For some scholars, the ongoing debate about the definition of political formations that express nationalist, sovereignist, anti-immigration and anti-establishment views is seen as unproductive or even harmful. They argue that designating a thing or phenomenon helps to construct it and suggests interpretative keys to explain its relevance, success or failure. The term “populism” is often used to highlight the opposition between a people, who are considered the repository of absolute sovereignty, and an elite, who are viewed as treacherous or unable to respond to the interests of the people. However, given the many meanings attributed to the notion of populism, the question arises as to what exactly is being discussed.

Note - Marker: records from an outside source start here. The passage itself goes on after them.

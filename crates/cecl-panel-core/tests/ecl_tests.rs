use cecl_panel_core::ecl::{run_cecl, CeclInput, DEFAULT_LGD};
use cecl_panel_core::simulation::{generate_portfolio, PortfolioInput};
use cecl_panel_core::{CeclError, ProductType};
use pretty_assertions::assert_eq;
use serde_json::json;

fn simulated_panel(seed: u64) -> Vec<cecl_panel_core::PerformanceRecord> {
    generate_portfolio(&PortfolioInput {
        num_borrowers: 200,
        months: 18,
        seed,
        ..PortfolioInput::default()
    })
    .unwrap()
    .result
    .panels
    .into_values()
    .flat_map(|p| p.records)
    .collect()
}

#[test]
fn test_loss_is_charged_on_default_months_only() {
    let panel = simulated_panel(8);
    let out = run_cecl(&CeclInput {
        panel: panel.clone(),
        default_lgd: DEFAULT_LGD,
    })
    .unwrap()
    .result;

    let expected: f64 = panel
        .iter()
        .filter(|r| r.default_flag)
        .map(|r| r.loss_given_default.unwrap() * r.balance_ead)
        .sum();
    assert!((out.total_ecl - expected).abs() < 1e-6);
    assert!(out
        .monthly
        .iter()
        .filter(|r| !r.record.default_flag)
        .all(|r| r.monthly_ecl == 0.0));
}

#[test]
fn test_aggregates_reconcile() {
    let out = run_cecl(&CeclInput {
        panel: simulated_panel(9),
        default_lgd: DEFAULT_LGD,
    })
    .unwrap()
    .result;

    assert_eq!(out.overall.len(), 18);
    let products: std::collections::BTreeSet<_> = out.by_product.iter().filter_map(|a| a.product).collect();
    assert_eq!(products.len(), ProductType::ALL.len());

    let overall_total: f64 = out.overall.iter().map(|a| a.portfolio_monthly_ecl).sum();
    let lifetime_total: f64 = out.lifetime.iter().map(|l| l.lifetime_ecl).sum();
    assert!((overall_total - lifetime_total).abs() < 1e-6);
    assert!((overall_total - out.total_ecl).abs() < 1e-6);
    assert_eq!(out.lifetime.len(), 200 * 5);
    assert!(out.lifetime.iter().all(|l| l.months == 18));
}

#[test]
fn test_json_panel_missing_columns_names_full_set() {
    let value = json!({"panel": [{"loan_id": 1, "asof_month": "2020-01-01"}]});
    match CeclInput::from_json(value) {
        Err(CeclError::Schema { missing, .. }) => {
            assert!(missing.contains(&"balance_ead".to_string()));
            assert!(missing.contains(&"default_flag".to_string()));
            assert!(missing.contains(&"loss_given_default".to_string()));
            assert!(!missing.contains(&"loan_id".to_string()));
        }
        other => panic!("expected schema error, got {other:?}"),
    }
}

#[test]
fn test_loss_columns_only_panel_is_a_schema_error() {
    let value = json!({"panel": [{
        "asof_month": "2020-01-01",
        "loan_id": 1,
        "balance_ead": 100.0,
        "default_flag": true,
        "loss_given_default": null
    }]});
    match CeclInput::from_json(value) {
        Err(CeclError::Schema { context, missing }) => {
            assert_eq!(context, "panel");
            assert!(missing.contains(&"borrower_id".to_string()));
            assert!(missing.contains(&"roll_rate_bucket".to_string()));
            assert!(!missing.contains(&"default_flag".to_string()));
        }
        other => panic!("expected schema error, got {other:?}"),
    }
}

#[test]
fn test_unset_lgd_falls_back_to_default() {
    let mut panel = simulated_panel(10);
    for r in panel.iter_mut() {
        r.loss_given_default = None;
    }
    let out = run_cecl(&CeclInput {
        panel: panel.clone(),
        default_lgd: 0.5,
    })
    .unwrap()
    .result;
    let expected: f64 = panel
        .iter()
        .filter(|r| r.default_flag)
        .map(|r| 0.5 * r.balance_ead)
        .sum();
    assert!((out.total_ecl - expected).abs() < 1e-6);
}
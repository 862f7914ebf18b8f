use thiserror::Error;

#[derive(Debug, Error)]
pub enum CeclError {
    #[error("Invalid input: {field} — {reason}")]
    InvalidInput { field: String, reason: String },

    #[error("Schema error in {context}: missing required columns {missing:?}")]
    Schema {
        context: String,
        missing: Vec<String>,
    },

    #[error("Insufficient data: {0}")]
    InsufficientData(String),

    #[error("Date error: {0}")]
    DateError(String),

    #[error("Serialization error: {0}")]
    SerializationError(String),
}

impl CeclError {
    /// Build a schema error with a sorted, de-duplicated missing set.
    pub fn schema(context: impl Into<String>, missing: impl IntoIterator<Item = String>) -> Self {
        let mut missing: Vec<String> = missing.into_iter().collect();
        missing.sort();
        missing.dedup();
        CeclError::Schema {
            context: context.into(),
            missing,
        }
    }
}

impl From<serde_json::Error> for CeclError {
    fn from(e: serde_json::Error) -> Self {
        CeclError::SerializationError(e.to_string())
    }
}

It is unclear whether populism refers to an ideology, a type of discourse or a communicative style (e.g. Heinisch et al., 2021). It is also debated whether it is a logic, a strategy, a form of mobilisation or even an organisational mode based on the central role of the leader. Moreover, it is uncertain whether populism applies to a specific family of parties and leaders that share common features, comparable to the ideological families of twentieth-century Europe. For some scholars, populism is a connotation of the right as such, and a left-wing one cannot exist. Others consider the question of whether a party is populist to be secondary; they start from the assumption that a party is or is not populist, with a kind of apriorism; for some, the problem is the lack of a general agreement among scholars, while others accept, more or less explicitly, the inevitable semantic polysemy. Meanwhile, more than the way the party acts and communicates, a large part of scholars seem to be interested in the dichotomic classification of the individual party or leader as populist or not rather than a question of degree of populism. The dichotomic (and static) approach represents the most widespread use of the notion of populism in political science. Of course, this has huge normative implications as it can lead to the political instrumentalisation of academic discourse. The political use of the notion of “populism” is often negatively connoted in public sphere—although recently some of these leaders and parties accept being qualified as populist.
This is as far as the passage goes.